[Collected data]
◆ ◆ ◆ ◆ ◆

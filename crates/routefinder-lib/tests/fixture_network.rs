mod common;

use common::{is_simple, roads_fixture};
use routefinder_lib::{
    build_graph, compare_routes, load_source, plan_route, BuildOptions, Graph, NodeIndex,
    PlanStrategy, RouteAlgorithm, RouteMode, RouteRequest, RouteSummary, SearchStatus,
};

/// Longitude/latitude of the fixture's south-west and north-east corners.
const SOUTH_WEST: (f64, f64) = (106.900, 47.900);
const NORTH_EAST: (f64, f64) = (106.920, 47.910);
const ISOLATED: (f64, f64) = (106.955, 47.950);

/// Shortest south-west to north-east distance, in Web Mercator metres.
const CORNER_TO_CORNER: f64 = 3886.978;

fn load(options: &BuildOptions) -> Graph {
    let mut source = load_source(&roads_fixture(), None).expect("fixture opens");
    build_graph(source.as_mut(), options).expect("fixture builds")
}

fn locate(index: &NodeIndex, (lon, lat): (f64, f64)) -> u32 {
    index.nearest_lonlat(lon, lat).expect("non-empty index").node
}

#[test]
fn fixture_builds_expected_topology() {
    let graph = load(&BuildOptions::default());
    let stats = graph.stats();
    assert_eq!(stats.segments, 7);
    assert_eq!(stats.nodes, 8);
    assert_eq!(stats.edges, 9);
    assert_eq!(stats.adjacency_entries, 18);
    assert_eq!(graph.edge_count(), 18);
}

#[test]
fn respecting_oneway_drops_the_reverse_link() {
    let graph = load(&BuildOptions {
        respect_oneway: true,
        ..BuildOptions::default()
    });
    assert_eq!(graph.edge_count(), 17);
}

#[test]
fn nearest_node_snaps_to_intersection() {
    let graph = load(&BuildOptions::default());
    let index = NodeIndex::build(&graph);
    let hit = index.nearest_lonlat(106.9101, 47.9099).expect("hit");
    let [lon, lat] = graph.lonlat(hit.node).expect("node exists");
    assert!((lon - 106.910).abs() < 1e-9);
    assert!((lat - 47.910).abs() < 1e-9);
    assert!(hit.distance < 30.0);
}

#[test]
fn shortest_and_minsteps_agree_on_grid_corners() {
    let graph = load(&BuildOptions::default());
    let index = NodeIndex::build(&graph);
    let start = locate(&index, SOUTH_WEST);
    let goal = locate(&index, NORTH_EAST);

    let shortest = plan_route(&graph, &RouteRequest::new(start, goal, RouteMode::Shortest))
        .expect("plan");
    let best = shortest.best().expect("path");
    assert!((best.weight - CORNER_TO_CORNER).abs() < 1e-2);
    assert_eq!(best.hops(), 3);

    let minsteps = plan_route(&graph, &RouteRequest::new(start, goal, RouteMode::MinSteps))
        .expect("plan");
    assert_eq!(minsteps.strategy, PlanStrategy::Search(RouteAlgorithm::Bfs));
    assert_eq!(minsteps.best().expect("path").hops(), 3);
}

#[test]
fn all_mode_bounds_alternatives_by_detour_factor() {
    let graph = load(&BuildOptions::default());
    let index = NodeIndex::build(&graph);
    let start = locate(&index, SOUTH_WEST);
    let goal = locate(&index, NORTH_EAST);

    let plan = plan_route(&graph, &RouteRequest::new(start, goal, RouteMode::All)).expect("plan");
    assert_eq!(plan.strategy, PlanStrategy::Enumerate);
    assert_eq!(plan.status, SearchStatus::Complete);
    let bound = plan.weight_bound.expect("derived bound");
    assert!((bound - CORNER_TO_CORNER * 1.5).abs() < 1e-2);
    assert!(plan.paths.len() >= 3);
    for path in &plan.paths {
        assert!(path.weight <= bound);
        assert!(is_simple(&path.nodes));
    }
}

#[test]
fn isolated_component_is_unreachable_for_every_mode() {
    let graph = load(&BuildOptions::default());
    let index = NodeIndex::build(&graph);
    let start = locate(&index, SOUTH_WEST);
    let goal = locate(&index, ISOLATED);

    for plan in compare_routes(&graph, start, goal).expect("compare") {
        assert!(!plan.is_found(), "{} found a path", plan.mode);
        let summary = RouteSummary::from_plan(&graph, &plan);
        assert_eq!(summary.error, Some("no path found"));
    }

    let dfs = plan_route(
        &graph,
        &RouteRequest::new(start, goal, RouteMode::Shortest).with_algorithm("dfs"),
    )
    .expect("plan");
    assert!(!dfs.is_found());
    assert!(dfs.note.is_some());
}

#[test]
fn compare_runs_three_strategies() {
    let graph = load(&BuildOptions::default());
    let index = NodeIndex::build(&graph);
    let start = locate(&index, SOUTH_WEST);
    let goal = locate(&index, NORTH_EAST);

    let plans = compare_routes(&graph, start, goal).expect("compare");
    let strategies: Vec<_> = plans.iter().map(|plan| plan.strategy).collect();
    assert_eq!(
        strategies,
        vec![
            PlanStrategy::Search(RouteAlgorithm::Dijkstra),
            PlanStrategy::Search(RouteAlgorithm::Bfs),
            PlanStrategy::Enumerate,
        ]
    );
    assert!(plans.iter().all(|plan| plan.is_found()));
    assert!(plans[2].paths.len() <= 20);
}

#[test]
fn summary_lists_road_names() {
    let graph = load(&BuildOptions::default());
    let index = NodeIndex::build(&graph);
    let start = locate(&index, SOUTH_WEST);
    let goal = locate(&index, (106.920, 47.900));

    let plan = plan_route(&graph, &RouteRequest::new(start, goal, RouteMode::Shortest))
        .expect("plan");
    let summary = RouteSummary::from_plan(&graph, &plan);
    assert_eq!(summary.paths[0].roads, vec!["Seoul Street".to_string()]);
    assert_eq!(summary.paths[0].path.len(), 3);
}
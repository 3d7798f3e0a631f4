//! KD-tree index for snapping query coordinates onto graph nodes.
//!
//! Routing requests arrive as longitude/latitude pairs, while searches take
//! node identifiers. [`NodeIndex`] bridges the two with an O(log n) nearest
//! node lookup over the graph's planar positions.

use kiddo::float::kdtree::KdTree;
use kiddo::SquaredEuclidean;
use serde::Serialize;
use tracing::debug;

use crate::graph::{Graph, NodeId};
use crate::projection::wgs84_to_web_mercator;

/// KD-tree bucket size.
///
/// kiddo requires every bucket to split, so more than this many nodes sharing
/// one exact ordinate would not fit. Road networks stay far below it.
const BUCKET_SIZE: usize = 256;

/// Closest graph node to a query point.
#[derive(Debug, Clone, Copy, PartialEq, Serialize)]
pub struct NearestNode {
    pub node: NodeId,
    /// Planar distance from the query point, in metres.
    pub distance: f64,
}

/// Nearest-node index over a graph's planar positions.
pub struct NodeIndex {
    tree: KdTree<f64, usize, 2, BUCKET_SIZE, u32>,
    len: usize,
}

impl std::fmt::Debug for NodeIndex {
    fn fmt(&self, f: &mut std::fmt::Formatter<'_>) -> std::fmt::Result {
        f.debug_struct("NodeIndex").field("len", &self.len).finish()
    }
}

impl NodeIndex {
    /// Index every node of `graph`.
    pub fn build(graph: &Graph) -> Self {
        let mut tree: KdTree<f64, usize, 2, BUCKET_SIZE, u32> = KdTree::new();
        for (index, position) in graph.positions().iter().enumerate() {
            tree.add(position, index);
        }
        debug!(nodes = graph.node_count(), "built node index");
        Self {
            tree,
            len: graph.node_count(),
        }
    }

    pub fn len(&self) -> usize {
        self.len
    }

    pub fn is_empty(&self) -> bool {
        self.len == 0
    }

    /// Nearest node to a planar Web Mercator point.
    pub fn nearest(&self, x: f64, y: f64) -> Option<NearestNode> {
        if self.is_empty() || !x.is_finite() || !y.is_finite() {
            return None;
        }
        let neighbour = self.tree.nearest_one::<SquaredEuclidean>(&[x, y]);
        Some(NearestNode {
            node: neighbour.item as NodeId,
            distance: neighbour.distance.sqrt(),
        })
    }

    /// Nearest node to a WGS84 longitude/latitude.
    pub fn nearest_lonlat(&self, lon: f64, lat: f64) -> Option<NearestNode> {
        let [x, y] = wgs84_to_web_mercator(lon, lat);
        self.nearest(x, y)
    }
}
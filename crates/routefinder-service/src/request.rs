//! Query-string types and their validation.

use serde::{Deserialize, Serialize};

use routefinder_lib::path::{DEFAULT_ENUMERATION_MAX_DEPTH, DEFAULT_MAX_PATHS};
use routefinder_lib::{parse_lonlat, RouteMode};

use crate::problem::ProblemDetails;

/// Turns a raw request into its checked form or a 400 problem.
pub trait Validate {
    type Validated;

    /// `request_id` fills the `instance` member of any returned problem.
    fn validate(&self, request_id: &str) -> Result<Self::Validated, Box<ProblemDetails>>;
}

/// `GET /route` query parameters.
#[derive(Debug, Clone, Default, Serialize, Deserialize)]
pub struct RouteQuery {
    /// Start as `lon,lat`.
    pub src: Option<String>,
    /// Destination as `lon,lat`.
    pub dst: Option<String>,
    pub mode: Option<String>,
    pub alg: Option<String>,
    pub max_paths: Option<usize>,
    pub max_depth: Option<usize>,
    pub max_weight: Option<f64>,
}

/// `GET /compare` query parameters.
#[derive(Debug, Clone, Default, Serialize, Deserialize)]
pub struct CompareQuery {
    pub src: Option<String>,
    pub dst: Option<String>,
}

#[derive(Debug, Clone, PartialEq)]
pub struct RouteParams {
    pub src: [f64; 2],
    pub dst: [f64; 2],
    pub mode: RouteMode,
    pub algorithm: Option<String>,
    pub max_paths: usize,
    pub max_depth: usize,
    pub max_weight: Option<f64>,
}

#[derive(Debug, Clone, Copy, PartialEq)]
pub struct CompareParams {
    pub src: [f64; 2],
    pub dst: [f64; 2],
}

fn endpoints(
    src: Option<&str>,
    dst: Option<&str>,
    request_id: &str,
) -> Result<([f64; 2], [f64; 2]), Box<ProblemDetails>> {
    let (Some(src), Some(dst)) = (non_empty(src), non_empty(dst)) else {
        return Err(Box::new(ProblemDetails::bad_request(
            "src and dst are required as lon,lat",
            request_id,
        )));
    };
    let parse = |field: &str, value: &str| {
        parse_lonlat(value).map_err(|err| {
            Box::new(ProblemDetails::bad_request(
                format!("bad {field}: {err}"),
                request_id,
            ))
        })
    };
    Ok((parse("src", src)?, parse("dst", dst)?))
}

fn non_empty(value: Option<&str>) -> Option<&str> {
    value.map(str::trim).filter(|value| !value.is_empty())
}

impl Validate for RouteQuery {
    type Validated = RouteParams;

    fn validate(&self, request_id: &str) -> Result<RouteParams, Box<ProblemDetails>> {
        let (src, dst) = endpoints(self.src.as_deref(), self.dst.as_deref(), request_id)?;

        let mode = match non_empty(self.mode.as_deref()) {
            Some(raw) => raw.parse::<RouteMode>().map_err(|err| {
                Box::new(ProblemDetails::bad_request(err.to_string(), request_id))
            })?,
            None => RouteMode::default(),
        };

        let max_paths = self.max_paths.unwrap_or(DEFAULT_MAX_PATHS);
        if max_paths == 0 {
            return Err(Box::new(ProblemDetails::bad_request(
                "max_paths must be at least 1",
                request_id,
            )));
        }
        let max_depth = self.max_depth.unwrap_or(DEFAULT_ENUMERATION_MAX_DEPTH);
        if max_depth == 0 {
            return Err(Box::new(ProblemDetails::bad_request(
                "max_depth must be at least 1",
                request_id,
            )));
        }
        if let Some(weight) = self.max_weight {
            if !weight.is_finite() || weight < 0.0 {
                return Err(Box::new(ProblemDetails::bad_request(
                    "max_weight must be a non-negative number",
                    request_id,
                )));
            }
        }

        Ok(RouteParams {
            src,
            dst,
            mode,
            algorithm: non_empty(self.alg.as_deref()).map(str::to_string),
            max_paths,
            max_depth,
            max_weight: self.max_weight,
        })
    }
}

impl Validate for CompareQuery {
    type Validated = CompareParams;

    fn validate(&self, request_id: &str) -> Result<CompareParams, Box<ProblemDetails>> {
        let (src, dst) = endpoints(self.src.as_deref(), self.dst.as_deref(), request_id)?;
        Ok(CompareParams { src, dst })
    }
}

◆ ◆ ◆ ◆ ◆

Across the entries, each line containing the word "NearestNode" is to be counted once; the total alone is to be given.

4